▶ Exercise directions: Of all the lines in the records below, copy only those that contain the string "PartialEq".

Records for processing: Begin

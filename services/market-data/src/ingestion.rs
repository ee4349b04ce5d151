//! Event ingestion layer for the Market Data Service
//!
//! Validates incoming events, enforces monotonic sequencing, detects
//! duplicates and gaps, and buffers events for downstream processing.
//!
//! Implements spec §14 (Sequence Numbering) invariants:
//! - No gaps in sequence numbers
//! - No duplicate sequences
//! - Strictly increasing sequence order

use std::collections::VecDeque;

use tracing::{debug, error, info, warn};

use crate::events::{MarketEvent, RecoveryRequest};

/// Errors that can occur during event ingestion.
#[derive(Debug, Clone, PartialEq, Eq, thiserror::Error)]
pub enum IngestionError {
    #[error("duplicate event: sequence {0} already processed")]
    DuplicateEvent(u64),

    #[error("sequence gap detected: expected {expected}, got {actual}")]
    SequenceGap { expected: u64, actual: u64 },

    #[error("non-monotonic sequence: last={last}, received={received}")]
    NonMonotonic { last: u64, received: u64 },

    #[error("buffer overflow: capacity {capacity}, current size {size}")]
    BufferOverflow { capacity: usize, size: usize },
}

/// Result of ingesting a single event.
#[derive(Debug, Clone, PartialEq, Eq)]
pub enum IngestionResult {
    /// Event accepted and buffered for processing.
    Accepted,
    /// Duplicate event was dropped.
    Dropped,
    /// Gap detected; event buffered but recovery needed.
    GapDetected(RecoveryRequest),
}

/// Configuration for the event ingester.
#[derive(Debug, Clone)]
pub struct IngesterConfig {
    /// Maximum number of events in the input buffer.
    pub buffer_capacity: usize,
    /// Maximum number of recent sequence IDs to track for dedup.
    pub dedup_window: usize,
}

impl Default for IngesterConfig {
    fn default() -> Self {
        Self {
            buffer_capacity: 100_000,
            dedup_window: 10_000,
        }
    }
}

/// Event ingestion layer that validates, deduplicates, and buffers events.
///
/// Maintains monotonic sequence tracking and emits recovery requests
/// when gaps are detected (spec §14.6.1).
pub struct EventIngester {
    /// Last successfully processed sequence number.
    last_sequence: Option<u64>,
    /// Circular buffer of recently seen sequence IDs for dedup.
    seen_sequences: VecDeque<u64>,
    /// Input buffer queue for downstream consumers.
    buffer: VecDeque<MarketEvent>,
    /// Configuration.
    config: IngesterConfig,
    /// Total events ingested (accepted).
    events_accepted: u64,
    /// Total duplicate events dropped.
    events_dropped: u64,
    /// Total gaps detected.
    gaps_detected: u64,
}

impl EventIngester {
    /// Create a new ingester with the given configuration.
    pub fn new(config: IngesterConfig) -> Self {
        info!(
            buffer_capacity = config.buffer_capacity,
            dedup_window = config.dedup_window,
            "EventIngester initialized"
        );

        Self {
            last_sequence: None,
            seen_sequences: VecDeque::with_capacity(config.dedup_window),
            buffer: VecDeque::with_capacity(config.buffer_capacity),
            config,
            events_accepted: 0,
            events_dropped: 0,
            gaps_detected: 0,
        }
    }

    /// Create a new ingester with default configuration.
    pub fn with_defaults() -> Self {
        Self::new(IngesterConfig::default())
    }

    /// Ingest a single event.
    ///
    /// Validates monotonic sequencing, drops duplicates, detects gaps,
    /// and queues the event in the input buffer.
    pub fn ingest(&mut self, event: MarketEvent) -> Result<IngestionResult, IngestionError> {
        let seq = event.sequence;

        // Check for duplicate
        if self.is_duplicate(seq) {
            self.events_dropped += 1;
            debug!(
                sequence = seq,
                event_type = event.event_type_label(),
                "Dropping duplicate event"
            );
            return Ok(IngestionResult::Dropped);
        }

        // Check buffer overflow guard
        if self.buffer.len() >= self.config.buffer_capacity {
            error!(
                capacity = self.config.buffer_capacity,
                size = self.buffer.len(),
                sequence = seq,
                "Buffer overflow — rejecting event"
            );
            return Err(IngestionError::BufferOverflow {
                capacity: self.config.buffer_capacity,
                size: self.buffer.len(),
            });
        }

        // Check for non-monotonic sequence (received < last)
        if let Some(last) = self.last_sequence {
            if seq <= last {
                warn!(
                    last_sequence = last,
                    received_sequence = seq,
                    "Non-monotonic sequence detected"
                );
                return Err(IngestionError::NonMonotonic {
                    last,
                    received: seq,
                });
            }
        }

        // Detect gap
        let gap_request = self.detect_gap(seq);

        // Accept the event
        self.record_sequence(seq);
        self.last_sequence = Some(seq);
        self.events_accepted += 1;

        debug!(
            sequence = seq,
            event_type = event.event_type_label(),
            buffer_size = self.buffer.len() + 1,
            "Event accepted"
        );

        self.buffer.push_back(event);

        match gap_request {
            Some(req) => {
                self.gaps_detected += 1;
                warn!(
                    from = req.from_sequence,
                    to = req.to_sequence,
                    gap_size = req.gap_size(),
                    "Sequence gap detected — recovery needed"
                );
                Ok(IngestionResult::GapDetected(req))
            }
            None => Ok(IngestionResult::Accepted),
        }
    }

    /// Drain all buffered events in sequence order.
    ///
    /// Returns events sorted by sequence number for deterministic
    /// downstream processing (spec §12).
    pub fn drain_buffer(&mut self) -> Vec<MarketEvent> {
        let mut events: Vec<MarketEvent> = self.buffer.drain(..).collect();
        events.sort(); // Ord is by sequence
        events
    }

    /// Peek at the next event without removing it.
    pub fn peek(&self) -> Option<&MarketEvent> {
        self.buffer.front()
    }

    /// Number of events currently in the buffer.
    pub fn buffer_len(&self) -> usize {
        self.buffer.len()
    }

    /// Whether the buffer is empty.
    pub fn is_buffer_empty(&self) -> bool {
        self.buffer.is_empty()
    }

    /// Last processed sequence number, if any.
    pub fn last_sequence(&self) -> Option<u64> {
        self.last_sequence
    }

    /// Total events accepted since creation.
    pub fn events_accepted(&self) -> u64 {
        self.events_accepted
    }

    /// Total events dropped as duplicates since creation.
    pub fn events_dropped(&self) -> u64 {
        self.events_dropped
    }

    /// Total gaps detected since creation.
    pub fn gaps_detected(&self) -> u64 {
        self.gaps_detected
    }

    /// Check if a sequence number has been recently seen.
    fn is_duplicate(&self, seq: u64) -> bool {
        self.seen_sequences.contains(&seq)
    }

    /// Record a sequence number in the dedup window.
    fn record_sequence(&mut self, seq: u64) {
        if self.seen_sequences.len() >= self.config.dedup_window {
            self.seen_sequences.pop_front();
        }
        self.seen_sequences.push_back(seq);
    }

    /// Detect if there is a gap between last_sequence and the incoming seq.
    ///
    /// Returns a RecoveryRequest if a gap is found.
    fn detect_gap(&self, incoming_seq: u64) -> Option<RecoveryRequest> {
        if let Some(last) = self.last_sequence {
            let expected = last + 1;
            if incoming_seq > expected {
                return Some(RecoveryRequest {
                    from_sequence: expected,
                    to_sequence: incoming_seq - 1,
                    detected_at: 0, // Caller should set from exchange clock
                });
            }
        }
        None
    }
}

#[cfg(test)]
mod tests {
    use super::*;
    use crate::events::{MarketEventPayload, RecoveryRequest};
    use types::ids::{AccountId, MarketId, OrderId};
    use types::numeric::{Price, Quantity};
    use types::order::Side;
    use uuid::Uuid;

    fn make_event(seq: u64) -> MarketEvent {
        MarketEvent {
            event_id: Uuid::now_v7(),
            sequence: seq,
            timestamp: 1708123456789000000 + (seq as i64 * 1000),
            source: "matching-engine".to_string(),
            payload: MarketEventPayload::OrderAccepted {
                order_id: OrderId::new(),
                account_id: AccountId::new(),
                symbol: MarketId::new("BTC/USDT"),
                side: Side::BUY,
                price: Price::from_u64(50000),
                quantity: Quantity::from_str("1.0").unwrap(),
            },
            schema_version: "1.0.0".to_string(),
            correlation_id: Uuid::now_v7(),
        }
    }

    #[test]
    fn test_sequential_ingestion() {
        let mut ingester = EventIngester::with_defaults();

        for seq in 1..=10 {
            let result = ingester.ingest(make_event(seq)).unwrap();
            assert_eq!(result, IngestionResult::Accepted);
        }

        assert_eq!(ingester.last_sequence(), Some(10));
        assert_eq!(ingester.events_accepted(), 10);
        assert_eq!(ingester.buffer_len(), 10);
    }

    #[test]
    fn test_duplicate_detection() {
        let mut ingester = EventIngester::with_defaults();

        let result = ingester.ingest(make_event(1)).unwrap();
        assert_eq!(result, IngestionResult::Accepted);

        // Same sequence again
        let e2 = make_event(1);
        let result = ingester.ingest(e2).unwrap();
        assert_eq!(result, IngestionResult::Dropped);
        assert_eq!(ingester.events_dropped(), 1);
        assert_eq!(ingester.events_accepted(), 1);
    }

    #[test]
    fn test_gap_detection() {
        let mut ingester = EventIngester::with_defaults();

        ingester.ingest(make_event(1)).unwrap();

        // Skip sequences 2, 3, 4
        let result = ingester.ingest(make_event(5)).unwrap();
        assert_eq!(
            result,
            IngestionResult::GapDetected(RecoveryRequest {
                from_sequence: 2,
                to_sequence: 4,
                detected_at: 0,
            })
        );
        assert_eq!(ingester.gaps_detected(), 1);
    }

    #[test]
    fn test_non_monotonic_rejected() {
        let mut ingester = EventIngester::with_defaults();

        ingester.ingest(make_event(5)).unwrap();

        let result = ingester.ingest(make_event(3));
        assert!(result.is_err());
        match result.unwrap_err() {
            IngestionError::NonMonotonic { last, received } => {
                assert_eq!(last, 5);
                assert_eq!(received, 3);
            }
            err => panic!("Expected NonMonotonic, got {:?}", err),
        }
    }

    #[test]
    fn test_buffer_overflow() {
        let config = IngesterConfig {
            buffer_capacity: 3,
            dedup_window: 100,
        };
        let mut ingester = EventIngester::new(config);

        ingester.ingest(make_event(1)).unwrap();
        ingester.ingest(make_event(2)).unwrap();
        ingester.ingest(make_event(3)).unwrap();

        let result = ingester.ingest(make_event(4));
        assert!(result.is_err());
        match result.unwrap_err() {
            IngestionError::BufferOverflow { capacity, size } => {
                assert_eq!(capacity, 3);
                assert_eq!(size, 3);
            }
            err => panic!("Expected BufferOverflow, got {:?}", err),
        }
    }

    #[test]
    fn test_drain_returns_sorted() {
        let mut ingester = EventIngester::with_defaults();

        // Insert with gaps (gap detection fires but events still buffered)
        ingester.ingest(make_event(1)).unwrap();
        ingester.ingest(make_event(5)).unwrap();
        ingester.ingest(make_event(10)).unwrap();

        let events = ingester.drain_buffer();
        assert_eq!(events.len(), 3);
        assert_eq!(events[0].sequence, 1);
        assert_eq!(events[1].sequence, 5);
        assert_eq!(events[2].sequence, 10);
        assert!(ingester.is_buffer_empty());
    }

    #[test]
    fn test_dedup_window_eviction() {
        let config = IngesterConfig {
            buffer_capacity: 100_000,
            dedup_window: 3,
        };
        let mut ingester = EventIngester::new(config);

        ingester.ingest(make_event(1)).unwrap();
        ingester.ingest(make_event(2)).unwrap();
        ingester.ingest(make_event(3)).unwrap();
        // Dedup window full; seq 1 should be evicted on next insert
        ingester.ingest(make_event(4)).unwrap();

        // Seq 1 is no longer in dedup window, but it would be
        // rejected as non-monotonic anyway (1 < 4)
        let result = ingester.ingest(make_event(1));
        assert!(result.is_err()); // NonMonotonic
    }

    #[test]
    fn test_first_event_no_gap() {
        let mut ingester = EventIngester::with_defaults();

        // First event can be any sequence (no predecessor to compare)
        let result = ingester.ingest(make_event(100)).unwrap();
        assert_eq!(result, IngestionResult::Accepted);
        assert_eq!(ingester.last_sequence(), Some(100));
    }

    #[test]
    fn test_peek() {
        let mut ingester = EventIngester::with_defaults();
        assert!(ingester.peek().is_none());

        ingester.ingest(make_event(1)).unwrap();
        assert_eq!(ingester.peek().unwrap().sequence, 1);
    }

    #[test]
    fn test_ingester_stats() {
        let mut ingester = EventIngester::with_defaults();

        ingester.ingest(make_event(1)).unwrap();
        ingester.ingest(make_event(2)).unwrap();
        // duplicate
        let _ = ingester.ingest(make_event(2));
        // gap (skip 3,4)
        ingester.ingest(make_event(5)).unwrap();

        assert_eq!(ingester.events_accepted(), 3);
        assert_eq!(ingester.events_dropped(), 1);
        assert_eq!(ingester.gaps_detected(), 1);
    }
}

Records for processing: End

▶ Result:
#[derive(Debug, Clone, PartialEq, Eq, thiserror::Error)]
#[derive(Debug, Clone, PartialEq, Eq)]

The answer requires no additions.